By Marcus Schneider (2Y 2020, Zell Fellow)
Months before I set foot in the Global Hub, I had a revelation. It wasn’t glamorous. Quite the opposite. Walking through a massive Nike distribution center filled with clothes destined for landfill, I realized: great clothes can make people feel amazing, but clothes can also cause a lot of waste.
Staring down aisle after aisle of clothes and shoes bound for incineration, I couldn’t help but worry: if this was happening at a company known for groundbreaking sustainability practices, it had to be worse elsewhere. I knew there had to be a way to create clothes people could feel great in and great about.
A focus on entrepreneurship and sustainability
I left Nike for Kellogg without much traction, as more pressing initiatives had gotten in the way. Even so, I retained an urge to further explore sustainable clothing. That’s where Kellogg Entrepreneurship professor Paul Earle came in. We met at an Entrepreneurship and Venture Capital Club event, had coffee, and a summer internship was born.
Throughout the summer, Paul and I developed business ideas for new consumer products brands in sleepy, undisrupted markets. Paul’s thesis: beautiful design and thoughtful execution in a space with none always wins. Paul brought the design experience and industry connections. I brought analytical skills and insight. We developed ideas for pasta, shampoo, and olive oil, before Paul remarked, “I’d love to do something in apparel.” To which I replied, “I have just the idea.” We were off to the races.

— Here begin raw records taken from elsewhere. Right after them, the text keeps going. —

use log::{debug, info, warn};

use census_reduce::*;
use snafu::{prelude::*, Snafu};

use std::collections::HashMap;
use std::fs;
use std::path::{Path, PathBuf};

use serde_json::json;
use serde_json::Map as JSMap;
use serde_json::Value as JSValue;
use text_diff::print_diff;

use crate::args::Args;
use crate::panel::config_reader::*;

pub mod config_reader;
mod io_common;
mod io_csv;
mod io_excel;

#[derive(Debug, Snafu)]
#[snafu(visibility(pub(crate)))]
pub enum PanelError {
    #[snafu(display("Error opening file {path}"))]
    OpeningCsv { source: csv::Error, path: String },
    #[snafu(display("Error reading line {lineno} of {path}"))]
    CsvLineParse {
        source: csv::Error,
        path: String,
        lineno: usize,
    },
    #[snafu(display("Error opening file {path}"))]
    OpeningExcel {
        source: calamine::XlsxError,
        path: String,
    },
    #[snafu(display("No content in {path}"))]
    EmptyFile { path: String },
    #[snafu(display("Unexpected cell on line {lineno}: {content}"))]
    ExcelWrongCellType { lineno: usize, content: String },
    #[snafu(display("Error opening file {path}"))]
    OpeningJson {
        source: std::io::Error,
        path: String,
    },
    #[snafu(display("Error parsing JSON"))]
    ParsingJson { source: serde_json::Error },
    #[snafu(display("Error writing to {path}"))]
    WritingOutput {
        source: std::io::Error,
        path: String,
    },
    #[snafu(display("Error computing the panel"))]
    Reduce { source: ReduceError },

    #[snafu(whatever, display("{message}"))]
    Whatever {
        message: String,
        #[snafu(source(from(Box<dyn std::error::Error + Send + Sync>, Some)))]
        source: Option<Box<dyn std::error::Error + Send + Sync>>,
    },
}

pub type PanelResult<T> = Result<T, PanelError>;

/// Colors of the ranking bars, from the first to the tenth.
const PALETTE: [&str; 10] = [
    "#FCC202", "#E6DD39", "#FEE592", "#FEE592", "#E1E0C7", "#DEE0FC", "#A6ACE6", "#7179E6",
    "#597092", "#355070",
];

/// The colors for a ranking of `n` entries. Shorter rankings use the first
/// colors of the palette; longer ones cycle through it.
pub fn palette(n: usize) -> Vec<&'static str> {
    PALETTE.iter().cycle().take(n).cloned().collect()
}

/// Reads the tables from files, one per dataset.
pub struct FileTableSource {
    paths: HashMap<DatasetId, PathBuf>,
    input_type: InputType,
    worksheet_name: Option<String>,
}

impl FileTableSource {
    pub fn read(&self, id: DatasetId) -> PanelResult<ElectionTable> {
        let p = self
            .paths
            .get(&id)
            .with_whatever_context(|| format!("no file configured for dataset {}", id))?;
        let p2 = p.as_path().display().to_string();
        info!("Attempting to read dataset {} from {:?}", id, p2);
        match self.input_type {
            InputType::Csv => io_csv::read_csv_table(&p2),
            InputType::Xlsx => io_excel::read_excel_table(&p2, self.worksheet_name.as_deref()),
        }
    }
}

impl TableSource for FileTableSource {
    fn load(&self, id: DatasetId) -> Result<ElectionTable, BoxError> {
        Ok(self.read(id)?)
    }
}

// **** Panel assembly ****

fn value_js(v: &Value) -> JSValue {
    match v {
        Value::Number(x) => json!(x),
        Value::Text(s) => json!(s),
        Value::Empty => JSValue::Null,
    }
}

fn record_value_js(r: &Record, metric: &str) -> JSValue {
    r.get(metric).map(value_js).unwrap_or(JSValue::Null)
}

fn split_js(s: &SexSplit) -> JSValue {
    json!({"malePercent": s.male_percent, "femalePercent": s.female_percent})
}

// A section that could not be computed carries the error instead of its data.
fn section(name: &str, res: ReduceResult<JSValue>) -> JSValue {
    match res {
        Ok(js) => js,
        Err(e) => {
            warn!("panel section {}: {}", name, e);
            json!({ "error": e.to_string() })
        }
    }
}

fn ranking_js(table: &ElectionTable, metric: &str, n: usize) -> ReduceResult<JSValue> {
    let top = top_n(table, metric, n, Order::Descending)?;
    let colors = palette(top.len());
    let entries: Vec<JSValue> = top
        .iter()
        .zip(colors)
        .map(|(r, color)| {
            json!({
                "label": unit_label(r),
                "value": record_value_js(r, metric),
                "color": color,
            })
        })
        .collect();
    Ok(JSValue::Array(entries))
}

fn totals_js(table: &ElectionTable) -> JSValue {
    let sums: [(&str, &str); 3] = [
        ("eligibleVoters", fields::ELIGIBLE_VOTERS),
        ("femaleVoters", fields::FEMALE_VOTERS),
        ("maleVoters", fields::MALE_VOTERS),
    ];
    let means: [(&str, &str); 2] = [
        ("turnoutPercent", fields::TURNOUT_PERCENT),
        ("abstentionPercent", fields::ABSTENTION_PERCENT),
    ];
    let mut res: JSMap<String, JSValue> = JSMap::new();
    for (name, metric) in sums.iter() {
        let js = section(name, column_sum(table, metric).map(|x| json!(x)));
        res.insert(name.to_string(), js);
    }
    for (name, metric) in means.iter() {
        let js = section(name, column_mean(table, metric).map(|x| json!(x)));
        res.insert(name.to_string(), js);
    }
    JSValue::Object(res)
}

fn selected_js(table: &ElectionTable, key: &LookupKey) -> JSValue {
    let metrics: [(&str, &str); 5] = [
        ("turnoutPercent", fields::TURNOUT_PERCENT),
        ("illiterate", fields::ILLITERATE),
        ("illiteratePercent", fields::ILLITERATE_PERCENT),
        ("votersWithDisability", fields::VOTERS_WITH_DISABILITY),
        (
            "votersWithDisabilityPercent",
            fields::VOTERS_WITH_DISABILITY_PERCENT,
        ),
    ];
    let mut res: JSMap<String, JSValue> = JSMap::new();
    for (name, metric) in metrics.iter() {
        let js = section(name, lookup_scalar(table, key, metric).map(|v| value_js(&v)));
        res.insert(name.to_string(), js);
    }
    let optional = age_buckets(table).and_then(|b| lookup_scalar(&b, key, fields::TOTAL));
    res.insert(
        "optionalVotersTotal".to_string(),
        section("optionalVotersTotal", optional.map(|v| value_js(&v))),
    );
    JSValue::Object(res)
}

We decided to start big, tackling a closet staple known for its environmental unfriendliness: jeans. It turns out my material science engineering degree came in handy after all. I called every textile recycling mill in the world and sourced 300 denim samples from six countries. My Evanston apartment filled with fabric, I invited friends over to test each sample until we selected one softer than cotton that could be upcycled to make brand new jeans. The winner: a 100% Tencel lyocell fabric from Japan. The fabric comes from eucalyptus trees, using just 5% of the water and 20% of the land required by cotton-based jeans, and once worn, it can be turned into brand new jeans again and again.
Now, Paul and I just needed a name and some beautiful design. After hours brainstorming and dreaming from our perch in the Hub overlooking Lake Michigan and the Chicago skyline, we found it – we would call our brand again&again. Every design decision focused on sustainability – from the use of deadstock buttons and zippers that were otherwise landfill-bound to the single lyocell fiber and rivet-less design to facilitate upcycling into new jeans.
My fleeting thought has become reality. With Paul’s help I built a jean and a brand designed to drastically reduce apparel waste that consumers could feel good in and good about.
We believe clothes only truly make you feel amazing when you love the way they feel and how they represent you. Again&again is on a mission to inspire everyone to live circularly, starting with urban men and a closet staple: more comfortable jeans designed to never be thrown out, but instead, upcycled into a new jean and worn again and again (and again and again).